Caro Maia, a quantidade de carroças em Porto Alegre é algo muito grande. E quem sai da cidade rumo ao sul do Estado, ao final da tarde, encontra dezenas destes veículos a atravessar as pontes do Guaíba, causando transtornos e freqüentes acidentes, com a pior, claro, para os carroceiros. Estes pobres animais sobrevivem apenas de pasto da pior qualidade e são obrigados a esforços muito maiores do que são capazes.

O que nos leva a outro problema, este escondido. Com tantos cavalos na cidade, com um nível de vida muito ruim, devem morrer jovens, não? digamos que aguentem três ou quatro anos deste trabalho. Ora, cinco! Isto quer dizer que aproximadamente 20% da população equina morre atualmente. Alguém já falou em 20 mil carroças, o que quer dizer que uns 4.000 cavalos morrem por ano, o que significaria uns 80 animais por semana (refaçam as contas que estou com preguiça...). Alguém aí costuma ver carcaças de cavalos nos rios, terrenos, ruas de Porto Alegre? Existe um cemitério de cavalos? Ou o povo anda comendo muitos pastéis e linguiças?

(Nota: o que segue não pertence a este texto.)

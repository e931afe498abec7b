//! In-process WebSocket server and recording delegate shared by the
//! connection tests.

#![allow(dead_code)]

use std::net::SocketAddr;
use std::sync::Arc;
use std::time::Duration;

use bsatn_client::protocol::{
    decode_client_message, encode_server_frame, ClientMessage, Compression, ServerMessage,
};
use bsatn_client::{
    ClientError, ConnectionDelegate, ConnectionId, DbConnectionBuilder, Identity, QueryId,
    ReducerEvent, TableRow,
};
use futures::{SinkExt, StreamExt};
use tokio::net::{TcpListener, TcpStream};
use tokio::sync::mpsc;
use tokio::task::JoinHandle;
use tokio_tungstenite::tungstenite::handshake::server::{ErrorResponse, Request, Response};
use tokio_tungstenite::tungstenite::http::HeaderValue;
use tokio_tungstenite::tungstenite::protocol::Message;
use tokio_tungstenite::{accept_hdr_async, WebSocketStream};

pub const WAIT: Duration = Duration::from_secs(5);

// ============================================================================
// Mock server
// ============================================================================

pub struct MockServer {
    pub addr: SocketAddr,
    sockets: mpsc::UnboundedReceiver<MockSocket>,
    accept_task: Option<JoinHandle<()>>,
}

pub struct MockSocket {
    ws: WebSocketStream<TcpStream>,
    pub authorization: Option<String>,
    pub path: String,
}

impl MockServer {
    pub async fn start() -> Self {
        let listener = TcpListener::bind("127.0.0.1:0").await.unwrap();
        let addr = listener.local_addr().unwrap();
        let (tx, sockets) = mpsc::unbounded_channel();

        let accept_task = tokio::spawn(async move {
            while let Ok((stream, _)) = listener.accept().await {
                let tx = tx.clone();
                tokio::spawn(async move {
                    let mut authorization = None;
                    let mut path = String::new();
                    let callback = |req: &Request, mut resp: Response| -> Result<Response, ErrorResponse> {
                        authorization = req
                            .headers()
                            .get("authorization")
                            .and_then(|v| v.to_str().ok())
                            .map(str::to_string);
                        path = req.uri().to_string();
                        resp.headers_mut().insert(
                            "sec-websocket-protocol",
                            HeaderValue::from_static("v1.bsatn.spacetimedb"),
                        );
                        Ok(resp)
                    };
                    let accepted = accept_hdr_async(stream, callback).await;
                    if let Ok(ws) = accepted {
                        let _ = tx.send(MockSocket {
                            ws,
                            authorization,
                            path,
                        });
                    }
                });
            }
        });

        Self {
            addr,
            sockets,
            accept_task: Some(accept_task),
        }
    }

    pub fn uri(&self) -> String {
        format!("http://{}", self.addr)
    }

    /// Builder pointed at this server, with fast reconnects and no compression.
    pub fn builder(&self) -> DbConnectionBuilder {
        DbConnectionBuilder::new()
            .with_uri(&self.uri())
            .with_database("chat")
            .with_compression(Compression::None)
            .reconnect_backoff(
                Duration::from_millis(10),
                Duration::from_millis(50),
                Duration::ZERO,
            )
    }

    pub async fn accept(&mut self) -> MockSocket {
        tokio::time::timeout(WAIT, self.sockets.recv())
            .await
            .expect("no connection within timeout")
            .expect("server stopped")
    }

    /// No client connects within `wait`.
    pub async fn assert_no_connection(&mut self, wait: Duration) {
        if let Ok(Some(socket)) = tokio::time::timeout(wait, self.sockets.recv()).await {
            panic!("unexpected connection to {}", socket.path);
        }
    }

    /// Stop listening; later connects are refused.
    pub async fn shutdown(&mut self) {
        if let Some(task) = self.accept_task.take() {
            task.abort();
            let _ = task.await;
        }
    }
}

impl MockSocket {
    pub async fn send(&mut self, msg: &ServerMessage) {
        self.send_compressed(msg, Compression::None).await;
    }

    pub async fn send_compressed(&mut self, msg: &ServerMessage, compression: Compression) {
        let frame = encode_server_frame(msg, compression).unwrap();
        self.ws.send(Message::binary(frame)).await.unwrap();
    }

    pub async fn send_raw(&mut self, frame: Vec<u8>) {
        self.ws.send(Message::binary(frame)).await.unwrap();
    }

    pub async fn recv(&mut self) -> ClientMessage {
        loop {
            let msg = tokio::time::timeout(WAIT, self.ws.next())
                .await
                .expect("no client message within timeout")
                .expect("socket closed")
                .unwrap();
            if let Message::Binary(data) = msg {
                return decode_client_message(&data).unwrap();
            }
        }
    }

    pub async fn close(mut self) {
        let _ = self.ws.close(None).await;
        // Drain until the client acknowledges the close.
        let drain = async { while let Some(Ok(_)) = self.ws.next().await {} };
        let _ = tokio::time::timeout(Duration::from_secs(1), drain).await;
    }
}

// ============================================================================
// Recording delegate
// ============================================================================

#[derive(Debug)]
pub enum Event {
    Connected,
    Disconnected(Option<String>),
    ReconnectAttempt(u32),
    ReconnectFailed(String),
    Identity(Identity, String, ConnectionId),
    Insert(String, Vec<TableRow>),
    Delete(String, Vec<TableRow>),
    Reducer(ReducerEvent),
    SubscriptionApplied(u32, Option<QueryId>),
    UnsubscribeApplied(u32, QueryId),
    SubscriptionError(String),
}

pub struct Recorder {
    tx: mpsc::UnboundedSender<Event>,
}

pub struct Events {
    rx: mpsc::UnboundedReceiver<Event>,
}

pub fn recorder() -> (Arc<Recorder>, Events) {
    let (tx, rx) = mpsc::unbounded_channel();
    (Arc::new(Recorder { tx }), Events { rx })
}

impl Events {
    pub async fn next(&mut self) -> Event {
        tokio::time::timeout(WAIT, self.rx.recv())
            .await
            .expect("no event within timeout")
            .expect("recorder dropped")
    }

    /// Nothing further arrives within `wait`.
    pub async fn assert_quiet(&mut self, wait: Duration) {
        if let Ok(Some(event)) = tokio::time::timeout(wait, self.rx.recv()).await {
            panic!("unexpected event: {:?}", event);
        }
    }
}

impl ConnectionDelegate for Recorder {
    fn on_connect(&self) {
        let _ = self.tx.send(Event::Connected);
    }

    fn on_disconnect(&self, error: Option<&ClientError>) {
        let _ = self.tx.send(Event::Disconnected(error.map(|e| e.to_string())));
    }

    fn on_reconnect_attempt(&self, attempt: u32, _max_attempts: u32, _delay: Duration) {
        let _ = self.tx.send(Event::ReconnectAttempt(attempt));
    }

    fn on_reconnect_failed(&self, error: &ClientError) {
        let _ = self.tx.send(Event::ReconnectFailed(error.to_string()));
    }

    fn on_identity_received(&self, identity: Identity, token: &str, connection_id: ConnectionId) {
        let _ = self
            .tx
            .send(Event::Identity(identity, token.to_string(), connection_id));
    }

    fn on_insert(&self, table: &str, rows: &[TableRow]) {
        let _ = self.tx.send(Event::Insert(table.to_string(), rows.to_vec()));
    }

    fn on_delete(&self, table: &str, rows: &[TableRow]) {
        let _ = self.tx.send(Event::Delete(table.to_string(), rows.to_vec()));
    }

    fn on_reducer_event(&self, event: &ReducerEvent) {
        let _ = self.tx.send(Event::Reducer(event.clone()));
    }

    fn on_subscription_applied(&self, request_id: u32, query_id: Option<QueryId>) {
        let _ = self.tx.send(Event::SubscriptionApplied(request_id, query_id));
    }

    fn on_unsubscribe_applied(&self, request_id: u32, query_id: QueryId) {
        let _ = self.tx.send(Event::UnsubscribeApplied(request_id, query_id));
    }

    fn on_subscription_error(&self, error: &bsatn_client::protocol::SubscriptionError) {
        let _ = self.tx.send(Event::SubscriptionError(error.error.clone()));
    }
}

Carlos Eduardo da Maia disse...

Prezado Pampa, é assustador o número de carroças em POA. E vc disse bem, é impressionante o número de carroças que atravessa diariamente a ponte do Guaíba. São pessoas que moram perto do lixão ali na ilha das Flores. E as autoridades nada fazem. Muitas carroças são conduzidas por menores. Mais uma vitória da ditadura do pensamento politicamente correto. É um assunto delicado que ninguém toca e todo mundo tem medo de tocar. Por que em outras cidades como Florianópolis, Curitiba, São Paulo e RJ não existem essa quantidade de carroças?

PoPa disse...

Na verdade, Maia, há um conflito neste assunto. Enquanto se pensa que é um problema social, a necessária existência das carroças, na verdade o que acontece é um problema muito maior, que é o transporte de lixo para as comunidades. E lá, lançados diretamente no rio ou deixado por ali mesmo. Nas cidades mais "civilizadas", o lixo vai para o lixo! E existem locais de reciclagem adequados, onde este povo pode trabalhar. Ou quase isso, pelo menos. O que não dá é para permitir este passeio do lixo!